第四章 文本概括¶
一、引言¶
当今世界上文本信息浩如烟海,我们很难拥有足够的时间去阅读所有想了解的东西。但欣喜的是,目前LLM在文本概括任务上展现了强大的水准,也已经有不少团队将概括功能实现在多种应用中。
本章节将介绍如何使用编程的方式,调用API接口来实现“文本概括”功能。
首先,我们需要引入 OpenAI 包,加载 API 密钥,定义 getCompletion 函数。
import openai
# 导入第三方库
openai.api_key = "sk-..."
# 设置 API_KEY, 请替换成您自己的 API_KEY
def get_completion(prompt, model="gpt-3.5-turbo"):
messages = [{"role": "user", "content": prompt}]
response = openai.ChatCompletion.create(
model=model,
messages=messages,
temperature=0, # 值越低则输出文本随机性越低
)
return response.choices[0].message["content"]
二、单一文本概括¶
以商品评论的总结任务为例:对于电商平台来说,网站上往往存在着海量的商品评论,这些评论反映了所有客户的想法。
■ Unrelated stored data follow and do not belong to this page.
//! Cluster member records.

use std::fmt;

use serde::{Deserialize, Serialize};

use crate::errors::{BackstopError, Result};

/// Voting role of a member as last recorded by the consensus log.
#[derive(Debug, Clone, Copy, PartialEq, Eq, Serialize, Deserialize, Default)]
#[serde(rename_all = "lowercase")]
pub enum NodeRole {
    #[default]
    Voter,
    Standby,
    Spare,
}

impl fmt::Display for NodeRole {
    fn fmt(&self, f: &mut fmt::Formatter<'_>) -> fmt::Result {
        f.write_str(match self {
            NodeRole::Voter => "voter",
            NodeRole::Standby => "standby",
            NodeRole::Spare => "spare",
        })
    }
}

/// One member of the consensus cluster.
#[derive(Debug, Clone, PartialEq, Eq, Serialize, Deserialize)]
pub struct NodeInfo {
    /// Stable identifier assigned when the node first joined.
    pub id: u64,
    /// `host:port` used for consensus traffic.
    pub address: String,
    /// Voting role.
    #[serde(default)]
    pub role: NodeRole,
}

impl NodeInfo {
    /// Create a voter record.
    pub fn new(id: u64, address: impl Into<String>) -> Self {
        Self {
            id,
            address: address.into(),
            role: NodeRole::Voter,
        }
    }

    /// Host component of `address`, without the port.
    pub fn host(&self) -> Result<&str> {
        split_host_port(&self.address).map(|(host, _)| host)
    }
}

impl fmt::Display for NodeInfo {
    fn fmt(&self, f: &mut fmt::Formatter<'_>) -> fmt::Result {
        write!(f, "{} ({}, {})", self.id, self.address, self.role)
    }
}

/// Split `host:port` (or `[v6-host]:port`) into its parts.
pub fn split_host_port(address: &str) -> Result<(&str, &str)> {
    let invalid = |reason: &str| BackstopError::InvalidAddress {
        address: address.to_string(),
        reason: reason.to_string(),
    };

    if let Some(rest) = address.strip_prefix('[') {
        let (host, tail) = rest
            .split_once(']')
            .ok_or_else(|| invalid("missing ']' in address"))?;
        let port = tail
            .strip_prefix(':')
            .ok_or_else(|| invalid("missing port in address"))?;
        if port.contains(':') {
            return Err(invalid("too many colons in address"));
        }
        return Ok((host, port));
    }

    let (host, port) = address
        .rsplit_once(':')
        .ok_or_else(|| invalid("missing port in address"))?;
    if host.contains(':') {
        return Err(invalid("too many colons in address"));
    }
    Ok((host, port))
}

/// Host portion of an evidence address; bare hosts are returned unchanged.
pub fn host_of(address: &str) -> Result<&str> {
    if address.contains(':') {
        if let Ok(std::net::IpAddr::V6(_)) = address.parse::<std::net::IpAddr>() {
            return Ok(address);
        }
        split_host_port(address).map(|(host, _)| host)
    } else {
        Ok(address)
    }
}
//! File-backed node registry.
//!
//! The registry is a local cache of the last known membership
//! (`cluster.yaml`) plus this machine's own record (`info.yaml`), both kept
//! in the consensus data directory.  It has no reconciliation logic; the
//! [`NodeManager`](super::manager::NodeManager) decides what to write.

use std::future::Future;
use std::path::{Path, PathBuf};
use std::pin::Pin;

use tracing::debug;

use super::node::NodeInfo;
use super::persist::{read_existing, write_atomic};
use crate::errors::{BackstopError, Result};

/// File name of the membership list.
pub const CLUSTER_FILE_NAME: &str = "cluster.yaml";

/// File name of this node's own record.
pub const INFO_FILE_NAME: &str = "info.yaml";

/// Async node registry contract.
pub trait NodeStore: Send + Sync {
    /// Read the last persisted membership.
    fn get(&self) -> Pin<Box<dyn Future<Output = Result<Vec<NodeInfo>>> + Send + '_>>;

    /// Replace the persisted membership.
    fn set(
        &self,
        servers: &[NodeInfo],
    ) -> Pin<Box<dyn Future<Output = Result<()>> + Send + '_>>;

    /// Read this machine's own record.
    fn get_self(&self) -> Pin<Box<dyn Future<Output = Result<NodeInfo>> + Send + '_>>;

    /// Replace this machine's own record.
    fn set_self(&self, info: NodeInfo) -> Pin<Box<dyn Future<Output = Result<()>> + Send + '_>>;
}

/// YAML files under the consensus data directory.
#[derive(Debug, Clone)]
pub struct YamlNodeStore {
    cluster_path: PathBuf,
    info_path: PathBuf,
}

impl YamlNodeStore {
    /// Create a store rooted at `dir`. Nothing is read until first use.
    pub fn new(dir: impl AsRef<Path>) -> Self {
        let dir = dir.as_ref();
        Self {
            cluster_path: dir.join(CLUSTER_FILE_NAME),
            info_path: dir.join(INFO_FILE_NAME),
        }
    }

    /// Path of `cluster.yaml`.
    pub fn cluster_path(&self) -> &Path {
        &self.cluster_path
    }

    /// Path of `info.yaml`.
    pub fn info_path(&self) -> &Path {
        &self.info_path
    }
}

impl NodeStore for YamlNodeStore {
    fn get(&self) -> Pin<Box<dyn Future<Output = Result<Vec<NodeInfo>>> + Send + '_>> {
        Box::pin(async move {
            let data = read_existing(&self.cluster_path, "node registry")?;
            let servers: Vec<NodeInfo> = serde_yaml::from_slice(&data).map_err(|e| {
                BackstopError::corruption(self.cluster_path.display().to_string(), e)
            })?;
            debug!(path = %self.cluster_path.display(), count = servers.len(), "read node registry");
            Ok(servers)
        })
    }

    fn set(
        &self,
        servers: &[NodeInfo],
    ) -> Pin<Box<dyn Future<Output = Result<()>> + Send + '_>> {
        let servers = servers.to_vec();
        Box::pin(async move {
            let data = serde_yaml::to_string(&servers).map_err(anyhow::Error::from)?;
            write_atomic(&self.cluster_path, data.as_bytes())?;
            debug!(path = %self.cluster_path.display(), count = servers.len(), "wrote node registry");
            Ok(())
        })
    }

    fn get_self(&self) -> Pin<Box<dyn Future<Output = Result<NodeInfo>> + Send + '_>> {
        Box::pin(async move {
            let data = read_existing(&self.info_path, "node info")?;
            serde_yaml::from_slice(&data)
                .map_err(|e| BackstopError::corruption(self.info_path.display().to_string(), e))
        })
    }

    fn set_self(&self, info: NodeInfo) -> Pin<Box<dyn Future<Output = Result<()>> + Send + '_>> {
        Box::pin(async move {
            let data = serde_yaml::to_string(&info).map_err(anyhow::Error::from)?;
            write_atomic(&self.info_path, data.as_bytes())?;
            debug!(path = %self.info_path.display(), id = info.id, "wrote node info");
            Ok(())
        })
    }
}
如果我们拥有一个工具去概括这些海量、冗长的评论,便能够快速地浏览更多评论,洞悉客户的偏好,从而指导平台与商家提供更优质的服务。
输入文本
prod_review = """
Got this panda plush toy for my daughter's birthday, \
who loves it and takes it everywhere. It's soft and \
super cute, and its face has a friendly look. It's \
a bit small for what I paid though. I think there \
might be other options that are bigger for the \
same price. It arrived a day earlier than expected, \
so I got to play with it myself before I gave it \
to her.
"""
输入文本(中文翻译)
prod_review_zh = """
这个熊猫公仔是我给女儿的生日礼物,她很喜欢,去哪都带着。
公仔很软,超级可爱,面部表情也很和善。但是相比于价钱来说,
它有点小,我感觉在别的地方用同样的价钱能买到更大的。
快递比预期提前了一天到货,所以在送给女儿之前,我自己玩了会。
"""
2.1 限制输出文本长度¶
我们尝试限制文本长度为最多30词。
prompt = f"""
Your task is to generate a short summary of a product \
review from an ecommerce site.
Summarize the review below, delimited by triple
backticks, in at most 30 words.
Review: ```{prod_review}```
"""
response = get_completion(prompt)
print(response)
Soft and cute panda plush toy loved by daughter, but a bit small for the price. Arrived early.
中文翻译版本
prompt = f"""
您的任务是从电子商务网站上生成一个产品评论的简短摘要。
请对三个反引号之间的评论文本进行概括,最多30个词汇。
评论: ```{prod_review_zh}```
"""
response = get_completion(prompt)
print(response)
可爱软熊猫公仔,女儿喜欢,面部表情和善,但价钱有点小贵,快递提前一天到货。
2.2 设置关键角度侧重¶
有时,针对不同的业务,我们对文本的侧重会有所不同。例如对于商品评论文本,物流会更关心运输时效,商家更加关心价格与商品质量,平台更关心整体服务体验。
我们可以通过增加Prompt提示,来体现对于某个特定角度的侧重。
2.2.1 侧重于快递服务¶
prompt = f"""
Your task is to generate a short summary of a product \
review from an ecommerce site to give feedback to the \
Shipping deparmtment.
Summarize the review below, delimited by triple
backticks, in at most 30 words, and focusing on any aspects \
that mention shipping and delivery of the product.
Review: ```{prod_review}```
"""
response = get_completion(prompt)
print(response)
The panda plush toy arrived a day earlier than expected, but the customer felt it was a bit small for the price paid.
中文翻译版本
prompt = f"""
您的任务是从电子商务网站上生成一个产品评论的简短摘要。
请对三个反引号之间的评论文本进行概括,最多30个词汇,并且聚焦在产品运输上。
评论: ```{prod_review_zh}```
"""
response = get_completion(prompt)
print(response)
快递提前到货,熊猫公仔软可爱,但有点小,价钱不太划算。
可以看到,输出结果以“快递提前一天到货”开头,体现了对于快递效率的侧重。
2.2.2 侧重于价格与质量¶
prompt = f"""
Your task is to generate a short summary of a product \
review from an ecommerce site to give feedback to the \
pricing deparmtment, responsible for determining the \
price of the product.
Summarize the review below, delimited by triple
backticks, in at most 30 words, and focusing on any aspects \
that are relevant to the price and perceived value.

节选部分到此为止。